Internationaler Aktienhandel
Börse Wien legt knapp ein Prozent zu

dpa-afx/apa WIEN. Die Wiener Börse hat die Sitzung am Dienstag bei gutem Volumen mit höheren Notierungen beendet. Der ATX stieg 41,51 Punkte oder 0,96 Prozent auf 4 373,86 Einheiten. Der Index konnte seine zwischenzeitlich recht deutlichen Zugewinne nicht bis zum Sitzungsende verteidigen, schloss aber noch klar im positiven Bereich. Händler verwiesen zur Begründung auf die schwächere Entwicklung an der Wall Street nach ebenfalls freundlichem Handelsauftakt.
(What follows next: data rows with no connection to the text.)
//! Integration tests for the tunnel runtime
//!
//! Drive the packet loop end-to-end over an in-memory device and a local
//! fake upstream, and exercise the manager lifecycle with a mock provider.

use dnsveil_core::config::Config;
use dnsveil_core::dns::encode_qname;
use dnsveil_core::filter::{BloomIndex, DomainClassifier, UserBlocklist};
use dnsveil_core::rules::RuleSnapshot;
use dnsveil_core::{Counters, Packet, Result, TunnelConfig};
use dnsveil_tun::device::{TunDevice, TunProvider};
use dnsveil_tun::manager::{TunnelManager, TunnelState};
use dnsveil_tun::packet_loop::PacketLoop;
use dnsveil_tun::upstream::UpstreamResolver;

use std::collections::{HashSet, VecDeque};
use std::io;
use std::net::{SocketAddr, UdpSocket};
use std::sync::atomic::{AtomicBool, Ordering};
use std::sync::{Arc, Condvar, Mutex};
use std::time::{Duration, Instant};

/// In-memory tunnel device: queued inbound frames, captured outbound writes
struct MockDevice {
    inbound: Mutex<VecDeque<Vec<u8>>>,
    written: Mutex<Vec<Vec<u8>>>,
    closed: AtomicBool,
    available: Condvar,
}

impl MockDevice {
    fn new() -> Arc<Self> {
        Arc::new(Self {
            inbound: Mutex::new(VecDeque::new()),
            written: Mutex::new(Vec::new()),
            closed: AtomicBool::new(false),
            available: Condvar::new(),
        })
    }

    fn push_frame(&self, frame: Vec<u8>) {
        self.inbound.lock().unwrap().push_back(frame);
        self.available.notify_all();
    }

    fn written(&self) -> Vec<Vec<u8>> {
        self.written.lock().unwrap().clone()
    }
}

impl TunDevice for MockDevice {
    fn recv(&self, buf: &mut [u8]) -> io::Result<usize> {
        let mut queue = self.inbound.lock().unwrap();
        loop {
            if let Some(frame) = queue.pop_front() {
                buf[..frame.len()].copy_from_slice(&frame);
                return Ok(frame.len());
            }
            if self.closed.load(Ordering::SeqCst) {
                return Err(io::Error::new(io::ErrorKind::BrokenPipe, "device closed"));
            }
            queue = self.available.wait(queue).unwrap();
        }
    }

    fn send(&self, buf: &[u8]) -> io::Result<usize> {
        self.written.lock().unwrap().push(buf.to_vec());
        Ok(buf.len())
    }

    fn close(&self) -> io::Result<()> {
        self.closed.store(true, Ordering::SeqCst);
        self.available.notify_all();
        Ok(())
    }
}

/// Provider handing out a fresh in-memory device per establish call and
/// keeping a registry so tests can reach the active one
#[derive(Clone, Default)]
struct MockProvider {
    devices: Arc<Mutex<Vec<Arc<MockDevice>>>>,
}

impl MockProvider {
    fn latest(&self) -> Arc<MockDevice> {
        self.devices.lock().unwrap().last().unwrap().clone()
    }
}

impl TunProvider for MockProvider {
    fn establish(&self, _config: &TunnelConfig) -> Result<Arc<dyn TunDevice>> {
        let device = MockDevice::new();
        self.devices.lock().unwrap().push(device.clone());
        Ok(device)
    }
}

/// Build an IPv4/UDP frame carrying a DNS query for `qname_wire`
fn dns_query_frame(qname_wire: &[u8], src_port: u16, dst_port: u16) -> Vec<u8> {
    let mut dns = vec![
        0x12, 0x34, // Transaction ID
        0x01, 0x00, // Flags: standard query, recursion desired
        0x00, 0x01, // Questions: 1
        0x00, 0x00, 0x00, 0x00, 0x00, 0x00,
    ];
    dns.extend_from_slice(qname_wire);
    dns.extend_from_slice(&[0x00, 0x01, 0x00, 0x01]); // QTYPE A, QCLASS IN

    let total_len = (20 + 8 + dns.len()) as u16;
    let udp_len = (8 + dns.len()) as u16;
    let mut frame = vec![
        0x45, 0x00,
        (total_len >> 8) as u8, (total_len & 0xFF) as u8,
        0x00, 0x01, 0x00, 0x00,
        0x40, 0x11, 0x00, 0x00,
        0x0A, 0x00, 0x00, 0x02, // Source IP: 10.0.0.2
        0x01, 0x01, 0x01, 0x01, // Dest IP: 1.1.1.1
        (src_port >> 8) as u8, (src_port & 0xFF) as u8,
        (dst_port >> 8) as u8, (dst_port & 0xFF) as u8,
        (udp_len >> 8) as u8, (udp_len & 0xFF) as u8,
        0x00, 0x00,
    ];
    frame.extend_from_slice(&dns);
    frame
}

fn query_for(host: &str) -> Vec<u8> {
    dns_query_frame(&encode_qname(host), 50000, 53)
}

/// Local upstream stand-in that echoes each query with the QR bit set
fn spawn_fake_upstream() -> SocketAddr {
    let server = UdpSocket::bind("127.0.0.1:0").unwrap();
    let addr = server.local_addr().unwrap();
    std::thread::spawn(move || {
        let mut buf = [0u8; 2048];
        while let Ok((len, from)) = server.recv_from(&mut buf) {
            let mut reply = buf[..len].to_vec();
            if reply.len() >= 3 {
                reply[2] |= 0x80;
            }
            let _ = server.send_to(&reply, from);
        }
    });
    addr
}

fn classifier_with(bloom_domains: &[&str], user_domains: &[&str]) -> Arc<DomainClassifier> {
    let bloom = BloomIndex::build(
        bloom_domains.iter().copied(),
        bloom_domains.len().max(1) as u32,
        Some(4096),
        None,
    )
    .unwrap();
    let userlist = UserBlocklist::with_domains(user_domains.iter().copied());
    Arc::new(DomainClassifier::new(Some(bloom), userlist))
}

fn wait_until(mut cond: impl FnMut() -> bool) {
    let deadline = Instant::now() + Duration::from_secs(5);
    while Instant::now() < deadline {
        if cond() {
            return;
        }
        std::thread::sleep(Duration::from_millis(10));
    }
    panic!("condition not reached within timeout");
}

fn run_loop(
    device: Arc<MockDevice>,
    classifier: Arc<DomainClassifier>,
    upstream: SocketAddr,
    counters: Arc<Counters>,
) -> std::thread::JoinHandle<()> {
    let resolver = UpstreamResolver::with_target(upstream).unwrap();
    let packet_loop = PacketLoop::new(device, classifier, resolver, counters);
    std::thread::spawn(move || packet_loop.run())
}

#[test]
fn test_end_to_end_two_tier_filtering() {
    let device = MockDevice::new();
    let classifier = classifier_with(&["bad.example"], &["tracker.example"]);
    let counters = Arc::new(Counters::new());
    let upstream = spawn_fake_upstream();

    let worker = run_loop(device.clone(), classifier, upstream, counters.clone());

    device.push_frame(query_for("bad.example"));
    device.push_frame(query_for("tracker.example"));
    device.push_frame(query_for("ok.example"));

    // Only the allowed query produces a response
    wait_until(|| device.written().len() == 1);
    wait_until(|| counters.snapshot().dns_queries == 3);

    device.close().unwrap();
    worker.join().unwrap();

    let snap = counters.snapshot();
    assert_eq!(snap.dns_queries, 3);
    assert_eq!(snap.dns_blocked, 2);

    let written = device.written();
    let response = &written[0];
    assert_eq!(snap.bytes_out, response.len() as u64);

    // Response is a checksum-correct IPv4/UDP packet from the upstream
    // back to the querying socket
    let parsed = Packet::from_bytes(response).unwrap();
    assert!(parsed.is_udp());
    assert_eq!(parsed.src_port, 53);
    assert_eq!(parsed.dst_port, 50000);
    assert_eq!(&response[12..16], &[1, 1, 1, 1]);
    assert_eq!(&response[16..20], &[10, 0, 0, 2]);

    // Payload is the upstream reply: our query with the QR bit set
    let payload = &response[28..];
    assert_eq!(payload[2] & 0x80, 0x80);
}

#[test]
fn test_unparseable_query_fails_open() {
    let device = MockDevice::new();
    let classifier = classifier_with(&["bad.example"], &[]);
    let counters = Arc::new(Counters::new());
    let upstream = spawn_fake_upstream();

    let worker = run_loop(device.clone(), classifier, upstream, counters.clone());

    // Compression pointer in the QNAME: name cannot be parsed, so the
    // query must still be forwarded upstream
    device.push_frame(dns_query_frame(&[0xC0, 0x0C], 50001, 53));

    wait_until(|| device.written().len() == 1);
    device.close().unwrap();
    worker.join().unwrap();

    let snap = counters.snapshot();
    assert_eq!(snap.dns_queries, 1);
    assert_eq!(snap.dns_blocked, 0);
}

#[test]
fn test_non_dns_traffic_dropped() {
    let device = MockDevice::new();
    let classifier = classifier_with(&[], &[]);
    let counters = Arc::new(Counters::new());
    let upstream = spawn_fake_upstream();

    let worker = run_loop(device.clone(), classifier, upstream, counters.clone());

    let frame = dns_query_frame(&encode_qname("ok.example"), 50000, 443);
    let frame_len = frame.len() as u64;
    device.push_frame(frame);

    wait_until(|| counters.snapshot().bytes_in == frame_len);
    device.close().unwrap();
    worker.join().unwrap();

    let snap = counters.snapshot();
    assert_eq!(snap.dns_queries, 0);
    assert!(device.written().is_empty());
}

#[test]
fn test_upstream_silence_drops_query_but_loop_continues() {
    let device = MockDevice::new();
    let classifier = classifier_with(&[], &[]);
    let counters = Arc::new(Counters::new());

    // An upstream that never answers
    let silent = UdpSocket::bind("127.0.0.1:0").unwrap();
    let worker = run_loop(
        device.clone(),
        classifier,
        silent.local_addr().unwrap(),
        counters.clone(),
    );

    device.push_frame(query_for("ok.example"));
    device.push_frame(query_for("also-ok.example"));

    // Both queries are counted; neither gets a response
    wait_until(|| counters.snapshot().dns_queries == 2);
    device.close().unwrap();
    worker.join().unwrap();

    assert!(device.written().is_empty());
    assert_eq!(counters.snapshot().bytes_out, 0);
}

#[test]
fn test_manager_lifecycle_with_blocked_queries() {
    let provider = MockProvider::default();

    let manager = TunnelManager::new(Config::default(), Box::new(provider.clone()));
    assert_eq!(manager.state(), TunnelState::Stopped);

    let rules = RuleSnapshot {
        blocked_apps: HashSet::new(),
        blocked_domains: HashSet::from(["tracker.example".to_string()]),
        filtering_enabled: true,
        prelisted_enabled: true,
        dns_servers: vec![],
    };

    manager.start(&rules).unwrap();
    assert_eq!(manager.state(), TunnelState::Running);
    assert!(manager.is_running());

    // Blocked queries never touch the upstream, so this works offline
    let device = provider.latest();
    device.push_frame(query_for("tracker.example"));
    device.push_frame(query_for("sub.tracker.example"));

    wait_until(|| manager.counters().is_some_and(|c| c.dns_blocked == 2));

    manager.stop();
    assert_eq!(manager.state(), TunnelState::Stopped);
    assert!(manager.counters().is_none());
    assert!(device.written().is_empty());
}

#[test]
fn test_manager_rebuild_on_rule_change() {
    let provider = MockProvider::default();
    let manager = TunnelManager::new(Config::default(), Box::new(provider.clone()));

    let mut rules = RuleSnapshot {
        blocked_apps: HashSet::new(),
        blocked_domains: HashSet::new(),
        filtering_enabled: true,
        prelisted_enabled: true,
        dns_servers: vec![],
    };

    manager.start(&rules).unwrap();
    assert!(manager.is_running());
    let first_device = provider.latest();

    // Rule change rebuilds the session wholesale: the first interface is
    // torn down and a fresh one established
    rules.blocked_domains.insert("ads.example".to_string());
    manager.apply_updates(&rules).unwrap();
    assert!(manager.is_running());

    let second_device = provider.latest();
    assert!(!Arc::ptr_eq(&first_device, &second_device));
    assert!(first_device.closed.load(Ordering::SeqCst));

    second_device.push_frame(query_for("ads.example"));
    wait_until(|| manager.counters().is_some_and(|c| c.dns_blocked == 1));

    manager.stop();
    assert_eq!(manager.state(), TunnelState::Stopped);
}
Unter den Indexschwergewichten zeigten OMV mit plus 1,40 Prozent auf 57,80 Euro erneut stark auf. Auch Telekom Austria konnten mit einem Kursplus von 2,09 Prozent auf 19,50 Euro an die Vortagesgewinne anschließen. "Der ganze Telekom -Sektor war heute wieder gefragt", meinte ein Händler.

Voestalpine konnten wieder etwas Boden gutmachen und stiegen um 1,02 Prozent auf 45,40 Euro. Die Bankwerte tendierten uneinheitlich. Erste Bank schlossen um 1,42 Prozent tiefer bei 42,97 Euro . Raiffeisen International gewannen hingegen leicht um 0,15 Prozent auf 96,25 Euro.

Zu den größten Gewinnern zählten die Aktien der Post mit einem satten Kursanstieg von 6,48 Prozent auf 24,65 Euro. Goldman Sachs hat die Kaufempfehlung bestätigt und das Kursziel von 28 auf 30 Euro angehoben. Intercell kletterten mit plus 6,75 Prozent auf 27,99 Euro an die Spitze des Kurszettels.

Andritz , die am Montag noch stark unter die Räder gekommen waren, erholten sich um 1,76 Prozent auf 35,30 Euro. Der Anlagenbauer konnte den Erhalt eines Großauftrags von der russischen Mondi Syktyvkar vermelden.

Auch die Strabag hat einen Großauftrag an Land ziehen können. Der Baukonzern hat einen Infrastrukturauftrag im Wert von 434 Mill. Euro aus Libyen erhalten. Die Aktien legten um 0,70 Prozent auf 47,35 Euro zu.

Bei den Versorgen schlossen Verbund nach volatilem Verlauf noch um 0,26 Prozent höher bei 51,06 Euro. Die Analysten von Kepler haben ihr Kursziel von 48 auf 55 Euro nach oben geschraubt und die Kaufempfehlung bestätigt. EVN gingen um 2,17 Prozent fester bei 93,20 Euro aus der Sitzung.